L’échelle territoriale est plus adaptée pour se mettre ensemble que l’échelle de l’entreprise.  Par exemple, l’initiative de consigner et réemployer les emballages en verre ne peut fonctionner qu’à l’échelle territoriale. Son succès dépend de l’atteinte d’une masse critique d’acteurs locaux, pour partager des standards de bouteilles et de contenants, de logisticiens, de magasins locaux, et de consommateurs prenant l’habitude de rapporter les contenants. C’est pour cela que l’échelle territoriale est intéressante.  

Mais beaucoup de relations et de flux indirects dépassent le territoire, notamment à travers les machines. On est dépendants de logiciels ou d’équipements, de composants, de sous-systèmes. Il est intéressant de disposer d’une économie de la réparation à l’échelle territoriale, de faire monter en compétence plus de gens, pour avoir les capacités sur le territoire d’avoir des gens qui « bidouillent » le jour où les circuits d’approvisionnement seraient coupés ou perturbés. Un peu comme le masque de plongée Décathlon pendant le Covid [14] qui a permis de « bricoler » des respirateurs. On développe des compétences, des capacités de transformation. La refabrication et la réparation peuvent assurer un flux d’emplois et de formations. L’échelle territoriale est une bonne échelle pour l’implantation de recycleries / ressourceries et de repair cafés, la mise en place de formations…  

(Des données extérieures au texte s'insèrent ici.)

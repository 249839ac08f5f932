//! Offline identity operations: create, recover, show, nick changes.
//!
//! These act directly on encrypted identity files — the daemon need
//! not be running. The mnemonic of a new stacks identity is printed
//! exactly once, here, and never again.

use clap::Subcommand;
use serde_json::{json, Value};

use clawchat_identity::{store, Identity};
use clawchat_types::Principal;

use crate::Ctx;

#[derive(Subcommand)]
pub enum IdentityAction {
    /// Generate a fresh identity.
    Create {
        /// Identity mode: "local" or "stacks".
        #[arg(long, default_value = "local")]
        mode: String,
        /// Use the test network (stacks mode only).
        #[arg(long)]
        testnet: bool,
        /// Display nick to store with the identity.
        #[arg(long)]
        nick: Option<String>,
    },
    /// Rebuild a stacks identity from its 24-word mnemonic.
    Recover {
        /// The space-separated mnemonic phrase.
        #[arg(long)]
        mnemonic: String,
        /// Use the test network.
        #[arg(long)]
        testnet: bool,
    },
    /// Show a stored identity's public fields.
    Show {
        /// Principal to show; may be omitted when only one exists.
        #[arg(long)]
        principal: Option<String>,
    },
    /// Set the display nick (re-encrypts the identity file).
    SetNick {
        /// The new nick.
        nick: String,
        /// Principal to modify; may be omitted when only one exists.
        #[arg(long)]
        principal: Option<String>,
    },
    /// Clear the display nick (re-encrypts the identity file).
    ClearNick {
        /// Principal to modify; may be omitted when only one exists.
        #[arg(long)]
        principal: Option<String>,
    },
}

pub fn run(ctx: &Ctx, action: IdentityAction) -> Result<Value, String> {
    match action {
        IdentityAction::Create {
            mode,
            testnet,
            nick,
        } => create(ctx, &mode, testnet, nick),
        IdentityAction::Recover { mnemonic, testnet } => recover(ctx, &mnemonic, testnet),
        IdentityAction::Show { principal } => show(ctx, principal.as_deref()),
        IdentityAction::SetNick { nick, principal } => {
            set_nick(ctx, principal.as_deref(), Some(nick))
        }
        IdentityAction::ClearNick { principal } => set_nick(ctx, principal.as_deref(), None),
    }
}

fn create(ctx: &Ctx, mode: &str, testnet: bool, nick: Option<String>) -> Result<Value, String> {
    let passphrase = ctx.require_passphrase()?;

    let (mut identity, mnemonic) = match mode {
        "local" => (Identity::create_local(), None),
        "stacks" => {
            let (identity, phrase) =
                Identity::create_stacks(testnet).map_err(|e| e.to_string())?;
            (identity, Some(phrase.to_string()))
        }
        other => return Err(format!("unknown identity mode '{other}'")),
    };
    identity.set_nick(nick);

    let dir = ctx.data.new_identity_dir(identity.principal());
    if store::exists(&dir) {
        return Err(format!("identity '{}' already exists", identity.principal()));
    }
    store::save(&identity, passphrase, &dir).map_err(|e| e.to_string())?;

    let mut out = json!({
        "principal": identity.principal(),
        "mode": mode,
        "nick": identity.nick(),
    });
    if let Some(phrase) = mnemonic {
        // Shown once; it is never stored in plaintext.
        out["mnemonic"] = Value::String(phrase);
    }
    Ok(out)
}

fn recover(ctx: &Ctx, mnemonic: &str, testnet: bool) -> Result<Value, String> {
    let passphrase = ctx.require_passphrase()?;
    let identity = Identity::recover_stacks(mnemonic, testnet).map_err(|e| e.to_string())?;

    let dir = ctx.data.new_identity_dir(identity.principal());
    store::save(&identity, passphrase, &dir).map_err(|e| e.to_string())?;

    Ok(json!({
        "principal": identity.principal(),
        "mode": "stacks",
        "recovered": true,
    }))
}

fn show(ctx: &Ctx, principal: Option<&str>) -> Result<Value, String> {
    let passphrase = ctx.require_passphrase()?;
    let dir = resolve_identity_dir(ctx, principal)?;
    let identity = store::load(&dir, passphrase).map_err(|e| e.to_string())?;

    Ok(json!({
        "principal": identity.principal(),
        "mode": identity.mode().to_string(),
        "nick": identity.nick(),
        "testnet": identity.is_testnet(),
        "nodeKey": identity.stored_node_key(),
    }))
}

fn set_nick(ctx: &Ctx, principal: Option<&str>, nick: Option<String>) -> Result<Value, String> {
    let passphrase = ctx.require_passphrase()?;
    let dir = resolve_identity_dir(ctx, principal)?;
    let identity = store::set_nick(&dir, passphrase, nick).map_err(|e| e.to_string())?;

    Ok(json!({
        "principal": identity.principal(),
        "nick": identity.nick(),
    }))
}

/// Picks the identity directory: an explicit principal, the legacy
/// root, or the sole stored identity.
fn resolve_identity_dir(
    ctx: &Ctx,
    principal: Option<&str>,
) -> Result<std::path::PathBuf, String> {
    if let Some(raw) = principal {
        let principal = Principal::parse(raw).map_err(|e| e.to_string())?;
        return Ok(ctx.data.identity_dir(&principal));
    }
    if ctx.data.is_legacy() {
        return Ok(ctx.data.root().to_path_buf());
    }
    let stored = ctx.data.stored_principals();
    match stored.as_slice() {
        [only] => Ok(ctx.data.identity_dir(only)),
        [] => Err("no identities found — create one first".into()),
        _ => Err("several identities exist; pass --principal".into()),
    }
}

Quelles sont les principales vulnérabilités des territoires en termes de dépendance aux ressources ? 

Historiquement, pour résister à la concurrence, les entreprises disposaient de deux solutions : jouer sur l’effet de taille et gagner en productivité, pour produire plus avec moins d’employés, ce qui correspond à faire baisser les prix dans une stratégie industrielle de regroupement, ou spécialiser sa production. Mais une trop grande spécialisation peut aussi devenir un facteur de vulnérabilité et de surexposition aux crises. Les entreprises spécialisées peuvent rencontrer des problèmes sur le marché final et la concentration par cluster rend vulnérable en termes d’approvisionnement.  

A l’avenir, les entreprises seront soumises à de plus en plus d’aléas. Les coûts de transport ne vont pas baisser. La compétition restera vive, même si on peut espérer qu’elle s’opérera de plus en plus sur des critères alignés, grâce à l’application de mesures visant à réduire l’écart de normes environnementales et sociales, comme le Mécanisme d’Ajustement Carbone aux Frontières (MACF). 

 C’est pourquoi il est important de retrouver des échelles territoriales et diversifiées. Pas pour tout. On ne va pas recommencer à faire du paracétamol partout. Mais le modèle de la micro-brasserie locale, qui demande peu d’ingrédients et de technicité, pourrait être étendu à d’autres types de production. A terme, les pharmaciens pourraient par exemple redevenir des préparateurs locaux de cosmétiques à base de produits simples et naturels.